A steadfast Saxon politician who dedicated his post-reunification career to representing his region and advocating for the rights of the Sorbian minority.
Peter Schowtka's political life was rooted in the specific soil of Saxony and the cultural identity of the Sorbs, a West Slavic minority in Germany. After the fall of the Berlin Wall, he entered the newly re-established Saxony state parliament (Landtag) in 1991, serving for an impressive 23 years. A member of the Christian Democratic Union (CDU), his work was characterized less by national flashpoints and more by diligent regional service. He focused on local issues, from economic development in the transformed East German state to cultural preservation. His most distinctive cause was the advocacy for the Sorbian people, promoting their language, traditions, and political representation within the German federal system. In a political landscape often dominated by grandstanding, Schowtka represented a quieter, persistent form of democratic engagement—the local representative as a steady bridge between a unique community and the machinery of the state.
1928–1945
Born between the Depression and the end of WWII. Too young to fight, old enough to remember. They became the conformist middle managers of the 1950s — and the civil rights leaders who quietly dismantled Jim Crow.

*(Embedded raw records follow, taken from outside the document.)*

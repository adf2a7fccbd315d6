//! The gateway decision function.

use serde::{Deserialize, Serialize};

use crate::session::SessionFact;

use super::policy::{RouteClass, RoutePolicy};

/// The gateway's verdict for one inbound request.
#[derive(Debug, Clone, PartialEq, Eq, Serialize, Deserialize)]
pub enum Decision {
    /// Let the request through to its handler.
    Allow,
    /// Redirect the client to the given path instead of serving the request.
    RedirectTo(String),
    /// Terminate the request with the given HTTP status. Produced by callers
    /// that terminate instead of redirecting (API-style requests); the page
    /// decision algorithm itself never yields it.
    Reject(u16),
}

impl Decision {
    /// Convenience constructor for a redirect.
    pub fn redirect(path: impl Into<String>) -> Self {
        Self::RedirectTo(path.into())
    }

    /// Convenience constructor for a 401 rejection.
    pub fn reject_unauthorized() -> Self {
        Self::Reject(401)
    }
}

/// The request-authorization gateway.
///
/// Wraps the static route policy and exposes [`Gateway::decide`], a pure
/// function evaluated before any handler runs. Decisions are total,
/// deterministic, and idempotent: deciding again on a redirect target
/// always yields [`Decision::Allow`], so redirects can never loop.
#[derive(Debug, Clone, Default)]
pub struct Gateway {
    policy: RoutePolicy,
}

impl Gateway {
    /// Create a gateway over the default route policy.
    pub fn new() -> Self {
        Self {
            policy: RoutePolicy::new(),
        }
    }

    /// The route policy this gateway evaluates against.
    pub fn policy(&self) -> &RoutePolicy {
        &self.policy
    }

    /// Decide whether a request may proceed, must be redirected, or must be
    /// rejected.
    ///
    /// Rules are evaluated in a fixed order because they overlap:
    ///
    /// 1. Unauthenticated requests to anything but public routes or the
    ///    root are sent to sign-in.
    /// 2. Authenticated requests to public auth forms are sent to the
    ///    role's home (signed-in users never see auth forms again).
    /// 3. Admin routes: signed-in non-admins are silently steered to the
    ///    user dashboard, never shown a 403.
    /// 4. User routes: admins are steered to the admin dashboard; the two
    ///    role surfaces stay disjoint.
    /// 5. The root is the public landing page when signed out and the
    ///    role's home when signed in.
    /// 6. Anything else is allowed.
    pub fn decide(&self, path: &str, session: &SessionFact) -> Decision {
        let class = self.policy.classify(path);

        if !session.authenticated
            && class != RouteClass::Public
            && class != RouteClass::Root
        {
            return Decision::redirect(self.policy.sign_in());
        }

        if session.authenticated && class == RouteClass::Public {
            return Decision::redirect(self.policy.role_home(session.role));
        }

        match class {
            RouteClass::AdminProtected if !session.role.is_admin() => {
                Decision::redirect(self.policy.user_home())
            }
            RouteClass::UserProtected if session.role.is_admin() => {
                Decision::redirect(self.policy.admin_home())
            }
            RouteClass::Root if session.authenticated => {
                Decision::redirect(self.policy.role_home(session.role))
            }
            _ => Decision::Allow,
        }
    }
}

#[cfg(test)]
mod tests {
    use super::*;
    use accounthub_entity::user::UserRole;
    use uuid::Uuid;

    fn anon() -> SessionFact {
        SessionFact::anonymous()
    }

    fn user() -> SessionFact {
        SessionFact::authenticated(Uuid::new_v4(), UserRole::User)
    }

    fn admin() -> SessionFact {
        SessionFact::authenticated(Uuid::new_v4(), UserRole::Admin)
    }

    #[test]
    fn test_anonymous_root_is_allowed() {
        let gw = Gateway::new();
        assert_eq!(gw.decide("/", &anon()), Decision::Allow);
    }

    #[test]
    fn test_anonymous_public_is_allowed() {
        let gw = Gateway::new();
        assert_eq!(gw.decide("/login", &anon()), Decision::Allow);
        assert_eq!(gw.decide("/register", &anon()), Decision::Allow);
        assert_eq!(gw.decide("/reset-password", &anon()), Decision::Allow);
    }

    #[test]
    fn test_anonymous_protected_redirects_to_sign_in() {
        let gw = Gateway::new();
        assert_eq!(
            gw.decide("/dashboard", &anon()),
            Decision::redirect("/login")
        );
        assert_eq!(
            gw.decide("/admin/dashboard", &anon()),
            Decision::redirect("/login")
        );
        assert_eq!(gw.decide("/profile", &anon()), Decision::redirect("/login"));
        // Unclassified paths still require a session.
        assert_eq!(gw.decide("/about", &anon()), Decision::redirect("/login"));
    }

    #[test]
    fn test_authenticated_public_redirects_to_role_home() {
        let gw = Gateway::new();
        assert_eq!(
            gw.decide("/login", &user()),
            Decision::redirect("/dashboard")
        );
        assert_eq!(
            gw.decide("/login", &admin()),
            Decision::redirect("/admin/dashboard")
        );
        assert_eq!(
            gw.decide("/register", &admin()),
            Decision::redirect("/admin/dashboard")
        );
    }

    #[test]
    fn test_non_admin_steered_away_from_admin_routes() {
        let gw = Gateway::new();
        assert_eq!(
            gw.decide("/admin/dashboard", &user()),
            Decision::redirect("/dashboard")
        );
        assert_eq!(
            gw.decide("/admin/profile", &user()),
            Decision::redirect("/dashboard")
        );
    }

    #[test]
    fn test_admin_steered_away_from_user_routes() {
        let gw = Gateway::new();
        assert_eq!(
            gw.decide("/dashboard", &admin()),
            Decision::redirect("/admin/dashboard")
        );
        assert_eq!(
            gw.decide("/profile", &admin()),
            Decision::redirect("/admin/dashboard")
        );
    }

    #[test]
    fn test_own_surface_is_allowed() {
        let gw = Gateway::new();
        assert_eq!(gw.decide("/dashboard", &user()), Decision::Allow);
        assert_eq!(gw.decide("/profile", &user()), Decision::Allow);
        assert_eq!(gw.decide("/admin/dashboard", &admin()), Decision::Allow);
        assert_eq!(gw.decide("/admin/profile", &admin()), Decision::Allow);
    }

    #[test]
    fn test_authenticated_root_redirects_to_role_home() {
        let gw = Gateway::new();
        assert_eq!(gw.decide("/", &user()), Decision::redirect("/dashboard"));
        assert_eq!(
            gw.decide("/", &admin()),
            Decision::redirect("/admin/dashboard")
        );
    }

    #[test]
    fn test_unclassified_path_allowed_when_authenticated() {
        let gw = Gateway::new();
        assert_eq!(gw.decide("/about", &user()), Decision::Allow);
        assert_eq!(gw.decide("/about", &admin()), Decision::Allow);
    }

    /// Deciding again on the target of any redirect yields Allow, so the
    /// gateway can never produce a redirect loop.
    #[test]
    fn test_idempotence_redirect_targets_are_allowed() {
        let gw = Gateway::new();
        let paths = [
            "/", "/login", "/register", "/reset-password", "/dashboard", "/profile", "/admin",
            "/admin/dashboard", "/admin/profile", "/about", "/x/y/z",
        ];
        let sessions = [anon(), user(), admin()];

        for path in paths {
            for session in &sessions {
                if let Decision::RedirectTo(target) = gw.decide(path, session) {
                    assert_eq!(
                        gw.decide(&target, session),
                        Decision::Allow,
                        "redirect loop: {path} -> {target} for {session:?}"
                    );
                }
            }
        }
    }

    /// The same (path, session) pair always yields the same decision.
    #[test]
    fn test_determinism() {
        let gw = Gateway::new();
        let session = user();
        for path in ["/", "/login", "/dashboard", "/admin", "/whatever"] {
            assert_eq!(gw.decide(path, &session), gw.decide(path, &session));
        }
    }

    #[test]
    fn test_reject_maps_to_status() {
        assert_eq!(Decision::reject_unauthorized(), Decision::Reject(401));
    }
}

Peter was born in 1945, placing them squarely in The Silent Generation. The events that shaped this generation — world wars, depression, and rapid industrialization — shaped the world they entered and the choices available to them.
The biggest hits of 1945
#1 Movie
The Bells of St. Mary's
Best Picture
The Lost Weekend
The world at every milestone
WWII ends; atomic bombs dropped on Hiroshima and Nagasaki
Korean War begins
NASA founded
Yuri Gagarin becomes the first human in space
JFK assassinated in Dallas; Martin Luther King's 'I Have a Dream' speech
Star Trek premieres on television
Fall of Saigon ends the Vietnam War
Live Aid concerts raise money for Ethiopian famine
Oklahoma City bombing; Windows 95 released
Hurricane Katrina devastates New Orleans; YouTube launches
Paris climate agreement; same-sex marriage legalized in the US
Russia invades Ukraine; Queen Elizabeth II dies
He was an ethnic Sorb, part of the Slavic minority concentrated in the Lusatia region of Saxony and Brandenburg.
Before entering politics, he worked as a teacher for mathematics and physics.
His political career began at the local level in his hometown of Bautzen, a cultural center for the Sorbian community.
He was a member of the CDU's regional association in Bautzen for decades.
“Our Sorbian language and culture are not relics; they are the foundation of our future.”